* _SUPPLIED RECORDS_:
--------------------------------
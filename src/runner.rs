//! Running a job end to end.

use std::fs;
use std::path::{Path, PathBuf};

use crate::config::FactoryConfig;
use crate::editor::{locate, Invocation};
use crate::error::{FactoryError, Result};
use crate::job::{JobSpec, Task};
use crate::output::{display_path, plural, Printer};
use crate::plan::JobPlan;
use crate::tileset::{self, SliceOptions};
use crate::types::MAX_PALETTE_SIZE;

/// File name of the captured editor output inside the job directory.
pub const LOG_FILENAME: &str = "logs.txt";

/// What a run left behind.
#[derive(Debug, Clone)]
pub struct JobOutcome {
    pub job_dir: PathBuf,
    pub meta: PathBuf,
    pub script: PathBuf,
    /// Absent for dry runs.
    pub log: Option<PathBuf>,
    /// Files written by the runner itself after the editor finished.
    pub outputs: Vec<PathBuf>,
}

/// Load, validate and run the job spec at `spec_path`.
pub fn run_job(
    spec_path: &Path,
    config: &FactoryConfig,
    printer: &Printer,
    dry_run: bool,
) -> Result<JobOutcome> {
    let job = JobSpec::load(spec_path)?;
    printer.status(
        "Loaded",
        &format!("{} ({})", job.job_id, printer.cyan(job.task.name())),
    );
    run(&job, config, printer, dry_run)
}

/// Run an already validated job.
///
/// The job directory, meta.json and the script are written before the
/// editor is looked up, so a failed lookup still leaves them for
/// inspection.
pub fn run(job: &JobSpec, config: &FactoryConfig, printer: &Printer, dry_run: bool) -> Result<JobOutcome> {
    let translator = config.paths.translator();
    let job_dir = config.job_dir(&job.job_id);
    fs::create_dir_all(&job_dir).map_err(|e| FactoryError::Io {
        path: job_dir.clone(),
        message: format!("Failed to create job directory: {}", e),
    })?;

    let plan = JobPlan::new(job, &job_dir, translator.as_ref())?;
    let meta = plan.write_meta()?;
    let script = plan.script.write_to(&plan.job_dir)?;
    printer.status("Generated", &display_path(&script));

    if dry_run {
        printer.info("Skipped", "editor launch (dry run)");
        return Ok(JobOutcome {
            job_dir: plan.job_dir,
            meta,
            script,
            log: None,
            outputs: Vec::new(),
        });
    }

    let editor = locate(config, translator.as_ref())?;
    printer.info("Editor", &editor.target);
    let invocation = Invocation::new(
        &editor.native,
        translator.to_target(&script)?,
        plan.params.clone(),
    )?;

    printer.status("Running", &printer.dim(&invocation.command_line()));
    let log_path = plan.job_dir.join(LOG_FILENAME);
    let result = invocation.run(&log_path);
    if let Err(FactoryError::Editor { code, .. }) = &result {
        printer.error("Failed", &format!("{} (exit code {})", job.job_id, code));
    }
    let outcome = result?;

    let outputs = match &job.task {
        Task::SliceTileset(p) => {
            let options = SliceOptions {
                tile_width: p.tile_width,
                tile_height: p.tile_height,
                remove_dupes: p.remove_dupes,
                palette_size: MAX_PALETTE_SIZE,
            };
            slice_quantized(&plan.job_dir, &job.output_basename, &options, printer)?
        }
        _ => Vec::new(),
    };

    printer.success("Finished", &format!("{} in {}", job.job_id, display_path(&plan.job_dir)));

    Ok(JobOutcome {
        job_dir: plan.job_dir,
        meta,
        script,
        log: Some(outcome.log),
        outputs,
    })
}

/// Slice the editor's `<basename>_quantized.png` into the final tileset.
fn slice_quantized(
    job_dir: &Path,
    basename: &str,
    options: &SliceOptions,
    printer: &Printer,
) -> Result<Vec<PathBuf>> {
    let quantized = job_dir.join(format!("{}_quantized.png", basename));
    if !quantized.is_file() {
        return Err(FactoryError::Build {
            message: format!("Aseprite did not produce {}", display_path(&quantized)),
            help: Some(format!("Check {} in the job directory", LOG_FILENAME)),
        });
    }

    let img = image::open(&quantized)
        .map_err(|e| FactoryError::Io {
            path: quantized.clone(),
            message: format!("Failed to load image: {}", e),
        })?
        .to_rgba8();

    let tileset = tileset::slice(&img, options)?;
    printer.info(
        "Sliced",
        &format!(
            "{} into {}",
            plural(tileset.grid.cell_count(), "cell", "cells"),
            plural(tileset.unique_count(), "unique tile", "unique tiles")
        ),
    );

    let files = tileset.write(job_dir, basename)?;
    Ok(vec![files.image, files.map, files.json])
}

#[cfg(test)]
mod tests {
    use super::*;
    use crate::paths::PathMode;
    use serde_json::json;
    use tempfile::tempdir;

    fn config(artifacts: &Path) -> FactoryConfig {
        FactoryConfig {
            artifacts_dir: artifacts.to_path_buf(),
            paths: PathMode::Native,
            editor: Some("/nonexistent/aseprite".to_string()),
            ..FactoryConfig::default()
        }
    }

    fn job(value: serde_json::Value) -> JobSpec {
        JobSpec::validate(&value).unwrap()
    }

    #[test]
    fn test_dry_run_writes_meta_and_script() {
        let dir = tempdir().unwrap();
        let job = job(json!({"job_id": "dry", "task": "tileset_placeholder", "output_basename": "ts"}));

        let outcome = run(&job, &config(dir.path()), &Printer::new(), true).unwrap();
        assert_eq!(outcome.job_dir, dir.path().join("dry"));
        assert!(outcome.meta.is_file());
        assert_eq!(outcome.script, dir.path().join("dry").join("tileset_placeholder.lua"));
        assert!(outcome.log.is_none());
    }

    #[test]
    fn test_missing_editor_still_leaves_meta() {
        let dir = tempdir().unwrap();
        let job = job(json!({"job_id": "noed", "task": "sprite_placeholder", "output_basename": "s"}));

        let err = run(&job, &config(dir.path()), &Printer::new(), false).unwrap_err();
        assert!(matches!(err, FactoryError::Config { .. }));
        assert!(dir.path().join("noed").join("meta.json").is_file());
        assert!(!dir.path().join("noed").join(LOG_FILENAME).exists());
    }

    #[test]
    fn test_run_job_missing_spec() {
        let dir = tempdir().unwrap();
        let result = run_job(
            &dir.path().join("missing.json"),
            &config(dir.path()),
            &Printer::new(),
            true,
        );
        assert!(result.is_err());
    }

    #[test]
    fn test_slice_without_quantized_output() {
        let dir = tempdir().unwrap();
        let result = slice_quantized(dir.path(), "ts", &SliceOptions::default(), &Printer::new());
        assert!(matches!(result, Err(FactoryError::Build { .. })));
    }

    #[cfg(unix)]
    mod fake_editor {
        use super::*;
        use image::{Rgba, RgbaImage};
        use std::os::unix::fs::PermissionsExt;

        const COPY_INPUT: &str = r#"
for arg in "$@"; do
  case "$arg" in
    output_dir=*) out="${arg#output_dir=}" ;;
    output_basename=*) base="${arg#output_basename=}" ;;
    input_file=*) input="${arg#input_file=}" ;;
  esac
done
cp "$input" "$out/${base}_quantized.png"
"#;

        fn install(dir: &Path, body: &str) -> PathBuf {
            let path = dir.join("aseprite");
            fs::write(&path, format!("#!/bin/sh\n{}\n", body)).unwrap();
            fs::set_permissions(&path, fs::Permissions::from_mode(0o755)).unwrap();
            path
        }

        fn config_with(artifacts: &Path, editor: &Path) -> FactoryConfig {
            FactoryConfig {
                editor: Some(editor.display().to_string()),
                ..config(artifacts)
            }
        }

        #[test]
        fn test_successful_run_writes_log() {
            let dir = tempdir().unwrap();
            let editor = install(dir.path(), "echo done");
            let job = job(json!({"job_id": "ok", "task": "character_sprite", "output_basename": "hero"}));

            let outcome = run(&job, &config_with(&dir.path().join("out"), &editor), &Printer::new(), false)
                .unwrap();

            let log = fs::read_to_string(outcome.log.unwrap()).unwrap();
            assert!(log.contains("--script-param output_basename=hero --script"));
            assert!(log.contains("--- stdout ---\ndone"));
            assert!(outcome.outputs.is_empty());
        }

        #[test]
        fn test_failed_run_reports_exit_code() {
            let dir = tempdir().unwrap();
            let editor = install(dir.path(), "echo 'lua error' >&2\nexit 2");
            let job = job(json!({"job_id": "bad", "task": "sprite_placeholder", "output_basename": "s"}));

            let err = run(&job, &config_with(&dir.path().join("out"), &editor), &Printer::new(), false)
                .unwrap_err();
            match err {
                FactoryError::Editor { code, log } => {
                    assert_eq!(code, 2);
                    assert!(fs::read_to_string(log).unwrap().contains("lua error"));
                }
                other => panic!("expected editor failure, got {:?}", other),
            }
        }

        #[test]
        fn test_slice_job_end_to_end() {
            let dir = tempdir().unwrap();
            let editor = install(dir.path(), COPY_INPUT);

            // four 16x16 quadrants, top-left and bottom-right identical
            let input = dir.path().join("source.png");
            let mut img = RgbaImage::from_pixel(32, 32, Rgba([40, 120, 40, 255]));
            for y in 0..16 {
                for x in 16..32 {
                    img.put_pixel(x, y, Rgba([90, 90, 90, 255]));
                }
            }
            for y in 16..32 {
                for x in 0..16 {
                    img.put_pixel(x, y, Rgba([120, 80, 40, 255]));
                }
            }
            img.save(&input).unwrap();

            let job = job(json!({
                "job_id": "slice1",
                "task": "slice_tileset",
                "output_basename": "dungeon",
                "params": {"input_file": input}
            }));

            let artifacts = dir.path().join("out");
            let outcome = run(&job, &config_with(&artifacts, &editor), &Printer::new(), false).unwrap();

            let job_dir = artifacts.join("slice1");
            assert_eq!(
                outcome.outputs,
                vec![
                    job_dir.join("dungeon.png"),
                    job_dir.join("dungeon_map.txt"),
                    job_dir.join("dungeon_tiles.json"),
                ]
            );
            assert_eq!(fs::read_to_string(job_dir.join("dungeon_map.txt")).unwrap(), "0,1\n2,0\n");

            let sheet = image::open(job_dir.join("dungeon.png")).unwrap();
            assert_eq!((sheet.width(), sheet.height()), (32, 32));

            let meta: serde_json::Value =
                serde_json::from_str(&fs::read_to_string(job_dir.join("dungeon_tiles.json")).unwrap()).unwrap();
            assert_eq!(meta["unique_tiles"], json!(3));
        }
    }
}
--------------------------------
* _EXERCISE_: Once you find the line containing "use crate::types::MAX_PALETTE_SIZE;", stop: reproduce exactly that line and every line of the data before it, and nothing else.

* _TASK RESULT_:
filename src/runner.rs
//! Running a job end to end.

use std::fs;
use std::path::{Path, PathBuf};

use crate::config::FactoryConfig;
use crate::editor::{locate, Invocation};
use crate::error::{FactoryError, Result};
use crate::job::{JobSpec, Task};
use crate::output::{display_path, plural, Printer};
use crate::plan::JobPlan;
use crate::tileset::{self, SliceOptions};
use crate::types::MAX_PALETTE_SIZE;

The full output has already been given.